Data entries -
++++++

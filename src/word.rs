//! The `words_ods6` table and the [`Lexicon`] schema that holds it

use rusqlite::{
	Result as SqlResult,
	Row,
};

use crate::column::{
	Column,
	ColumnDef
};
use crate::meta::PartOf;
use crate::schema::Schema;
use crate::table::{
	Entry,
	HasKey,
	Table
};
use crate::types::{
	Binder,
	Fetch
};
use crate::value::Id;

/// One dictionary entry
#[derive(Clone, Debug, PartialEq, Eq)]
pub struct Word {
	pub id: Id,
	pub word: String
}

impl Word {
	/// A word that has not been stored yet
	pub fn new(word: impl Into<String>) -> Self {
		Self { id: Id::NULL, word: word.into() }
	}
}

impl Table for Word {
	const NAME: &'static str = "words_ods6";
	const COLUMNS: &'static [(&'static str, ColumnDef)] = &[
		("id", Id::DEFINITION.autoincrement()),
		("word", String::DEFINITION.nullable().unique()),
	];
}

impl Entry for Word {
	const GET_ALL: &'static str = "SELECT id, word FROM words_ods6 ORDER BY id";
	const INSERT: &'static str = "INSERT INTO words_ods6 (id, word) VALUES (?1, ?2)";

	fn bind_to(&self, binder: &mut Binder<'_, '_>) -> SqlResult<()> {
		binder.bind(&(&self.id, &self.word))
	}
	fn from_row(row: &Row<'_>) -> SqlResult<Self> {
		let (id, word): (Id, String) = Fetch::from_row(row)?;
		Ok(Self { id, word })
	}
}

impl HasKey for Word {
	const GET_BY_KEY: &'static str = "SELECT id, word FROM words_ods6 WHERE id = ?1";
	type Key = Id;

	fn get_key(&self) -> &Id {
		&self.id
	}
	fn get_key_mut(&mut self) -> &mut Id {
		&mut self.id
	}
}

/// Database of dictionary words
pub struct Lexicon;

impl Schema for Lexicon {
	type Tables = (Word, );
}

impl PartOf<Lexicon> for Word {}
mod bind;
mod fetch;

pub use bind::{
	Bind,
	Binder,
	ToSql2
};

pub use fetch::{
	Fetch,
	Fetcher,
	FromSql2
};

#[doc(hidden)]
#[macro_export]
macro_rules! impl_from_to_sql_2 {
	($t:ty) => {
		impl $crate::types::FromSql2 for $t {}
		impl $crate::types::ToSql2 for $t {}
	};
}
#[doc(inline)]
pub use crate::impl_from_to_sql_2;
use log::debug;
use rusqlite::{
	Connection,
	Error,
	Result as SqlResult,
	Row,
};

use crate::column::ColumnDef;
use crate::types::{
	Bind,
	Binder
};
use crate::value::Id;

pub trait Table {
	const NAME: &'static str;
	const COLUMNS: &'static [(&'static str, ColumnDef)];

	/// `CREATE TABLE` statement for this table
	fn assemble_sql() -> String {
		let mut sql = String::from("CREATE TABLE ");
		sql += Self::NAME;
		sql += " (\n\t";
		let column_count = Self::COLUMNS.len();
		for (idx, (name, column)) in Self::COLUMNS.iter().enumerate() {
			column.write_sql_to(name, &mut sql);
			if idx + 1 < column_count {
				sql.push_str(",\n\t");
			}
		}
		sql += "\n);";
		sql
	}

	/// `DROP TABLE` statement for this table, a no-op if it doesn't exist
	fn drop_sql() -> String {
		format!("DROP TABLE IF EXISTS {};", Self::NAME)
	}

	fn count_sql() -> String {
		format!("SELECT COUNT(*) FROM {}", Self::NAME)
	}
}


pub trait Entry: Table + Sized {
	const GET_ALL: &'static str;
	const INSERT: &'static str;

	fn bind_to(&self, binder: &mut Binder<'_, '_>) -> SqlResult<()>;
	fn from_row(row: &Row<'_>) -> SqlResult<Self>;
}

pub trait HasKey {
	const GET_BY_KEY: &'static str;
	type Key: Bind;

	fn get_key(&self) -> &Self::Key;
	fn get_key_mut(&mut self) -> &mut Self::Key;
}

/*
 *	STATEMENTS
 *
 *	Shared by `Database` and `Session`, both of which deref to a `Connection`.
 */

pub(crate) fn replace<T: Table>(conn: &Connection) -> SqlResult<()> {
	let sql = format!("{}\n{}", T::drop_sql(), T::assemble_sql());
	debug!("replacing table {}:\n{sql}", T::NAME);
	conn.execute_batch(&sql)
}

pub(crate) fn insert<T: Entry>(conn: &Connection, entry: &T) -> SqlResult<usize> {
	let mut stmt = conn.prepare_cached(T::INSERT)?;
	let mut binder = Binder::make(&mut stmt);
	entry.bind_to(&mut binder)?;
	stmt.raw_execute()
}

/// Insert and set id to last_insert_rowid
pub(crate) fn create<T>(conn: &Connection, entry: &mut T) -> SqlResult<()>
	where T: Entry + HasKey<Key = Id>
{
	if !entry.get_key().is_null() {
		return Err(Error::ToSqlConversionFailure(format!(
			"tried to create entry that already had the ID {:?}",
			entry.get_key()
		).into()));
	}
	let changes = insert(conn, entry)?;
	if changes != 1 {
		return Err(Error::StatementChangedRows(changes));
	}
	*entry.get_key_mut() = Id::from_i64(conn.last_insert_rowid());
	Ok(())
}

pub(crate) fn get_all<T: Entry>(conn: &Connection) -> SqlResult<Vec<T>> {
	let mut stmt = conn.prepare(T::GET_ALL)?;
	let mut rows = stmt.query([])?;
	let mut entries = Vec::new();
	while let Some(row) = rows.next()? {
		entries.push(T::from_row(row)?);
	}
	Ok(entries)
}

pub(crate) fn get<T>(conn: &Connection, key: &T::Key) -> SqlResult<Option<T>>
	where T: Entry + HasKey
{
	let mut stmt = conn.prepare(T::GET_BY_KEY)?;
	let mut binder = Binder::make(&mut stmt);
	binder.bind(key)?;
	let mut rows = stmt.raw_query();
	rows.next()?
		.map(T::from_row)
		.transpose()
}

pub(crate) fn count<T: Table>(conn: &Connection) -> SqlResult<u64> {
	conn.query_row(&T::count_sql(), [], |row| row.get(0))
}
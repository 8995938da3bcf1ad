use motlite::{
	Database,
	Entry,
	Id,
	Lexicon,
	Schema,
	Table,
	Word,
};
use rusqlite::Result as SqlResult;

macro_rules! contains {
	($t:ty, $( $c:literal ),*) => {
		$(
			assert!(<$t>::assemble_sql().contains($c), "{}", <$t>::assemble_sql());
		)*
	};
}

#[test]
fn word_table_definition() {
	contains!(Word,
		"CREATE TABLE words_ods6",
		"id INTEGER PRIMARY KEY AUTOINCREMENT",
		"word TEXT UNIQUE"
	);
	assert!(
		!Word::assemble_sql().contains("NOT NULL"),
		"neither column is declared NOT NULL"
	);
	assert_eq!(Lexicon::define(), Word::assemble_sql());
}

#[test]
fn create_assigns_increasing_ids() -> SqlResult<()> {
	let db = Database::<Lexicon>::create_in_memory()?;
	assert!(db.get_all::<Word>()?.is_empty());

	let mut first = Word::new("chat");
	db.create(&mut first)?;
	assert_eq!(first.id, Id::from_i64(1), "inserting must set the id");

	let mut second = Word::new("chien");
	db.create(&mut second)?;
	assert_eq!(second.id, Id::from_i64(2));

	let fetched: Word = db.get(&second.id)?.unwrap();
	assert_eq!(fetched, second);
	assert!(db.get::<Word>(&Id::from_i64(99))?.is_none());

	db.create(&mut second).expect_err(
		"creating an entry that already has an id must fail"
	);
	Ok(())
}

#[test]
fn unique_word_constraint() -> SqlResult<()> {
	let db = Database::<Lexicon>::create_in_memory()?;
	assert_eq!(db.insert(&Word::new("chat"))?, 1);
	db.insert(&Word::new("chat")).expect_err(
		"inserting the same word twice should violate the unique constraint"
	);
	assert_eq!(db.count::<Word>()?, 1);
	Ok(())
}

#[test]
fn autoincrement_never_reuses_ids() -> SqlResult<()> {
	let db = Database::<Lexicon>::create_in_memory()?;
	let mut word = Word::new("chat");
	db.create(&mut word)?;
	db.execute("DELETE FROM words_ods6", [])?;

	let mut next = Word::new("chien");
	db.create(&mut next)?;
	assert_eq!(next.id, Id::from_i64(2));
	Ok(())
}

#[test]
fn replace_tables_empties_and_restarts_ids() -> SqlResult<()> {
	let mut db = Database::<Lexicon>::create_in_memory()?;
	db.insert(&Word::new("chat"))?;
	db.insert(&Word::new("chien"))?;

	db.replace_tables()?;
	assert_eq!(db.count::<Word>()?, 0);

	let mut word = Word::new("souris");
	db.create(&mut word)?;
	assert_eq!(word.id, Id::from_i64(1));
	Ok(())
}

#[test]
fn uncommitted_session_rolls_back() -> SqlResult<()> {
	let mut db = Database::<Lexicon>::create_in_memory()?;
	db.insert(&Word::new("chat"))?;

	{
		let session = db.transaction()?;
		session.replace::<Word>()?;
		session.insert(&Word::new("chien"))?;
		assert_eq!(session.count::<Word>()?, 1);
		// dropped without commit
	}

	let words = db.get_all::<Word>()?;
	assert_eq!(words.len(), 1);
	assert_eq!(words[0].word, "chat");
	Ok(())
}

#[test]
fn session_survives_rejected_insert() -> SqlResult<()> {
	let mut db = Database::<Lexicon>::create_in_memory()?;
	let session = db.transaction()?;
	session.insert(&Word::new("chat"))?;
	session.insert(&Word::new("chat")).expect_err(
		"a repeated word must be rejected inside a session too"
	);
	let mut word = Word::new("chien");
	session.create(&mut word)?;
	assert!(!word.id.is_null());
	session.commit()?;

	let words: Vec<String> = db.get_all::<Word>()?
		.into_iter()
		.map(|w| w.word)
		.collect();
	assert_eq!(words, ["chat", "chien"]);
	Ok(())
}

#[test]
fn get_all_is_ordered_by_id() -> SqlResult<()> {
	let db = Database::<Lexicon>::create_in_memory()?;
	for w in ["zèbre", "abeille", "mouche"] {
		db.insert(&Word::new(w))?;
	}
	let words: Vec<String> = db.get_all::<Word>()?
		.into_iter()
		.map(|w| w.word)
		.collect();
	assert_eq!(words, ["zèbre", "abeille", "mouche"]);

	let stmt = db.prepare(Word::GET_ALL)?;
	assert_eq!(stmt.column_count(), 2);
	Ok(())
}

#[test]
fn close_and_reopen_file() -> SqlResult<()> {
	let dir = tempfile::tempdir().unwrap();
	let path = dir.path().join("words.sqlite");

	let mut db = Database::<Lexicon>::open(&path)?;
	db.define()?;
	db.insert(&Word::new("chat"))?;
	db.debug_show()?;
	db.close()?;

	let db = Database::<Lexicon>::open(&path)?;
	assert_eq!(db.count::<Word>()?, 1);
	Ok(())
}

++++++

With the string "changes" as the key, filter the data above and show the lines that match.

Output for this task -
	let changes = insert(conn, entry)?;
	if changes != 1 {
		return Err(Error::StatementChangedRows(changes));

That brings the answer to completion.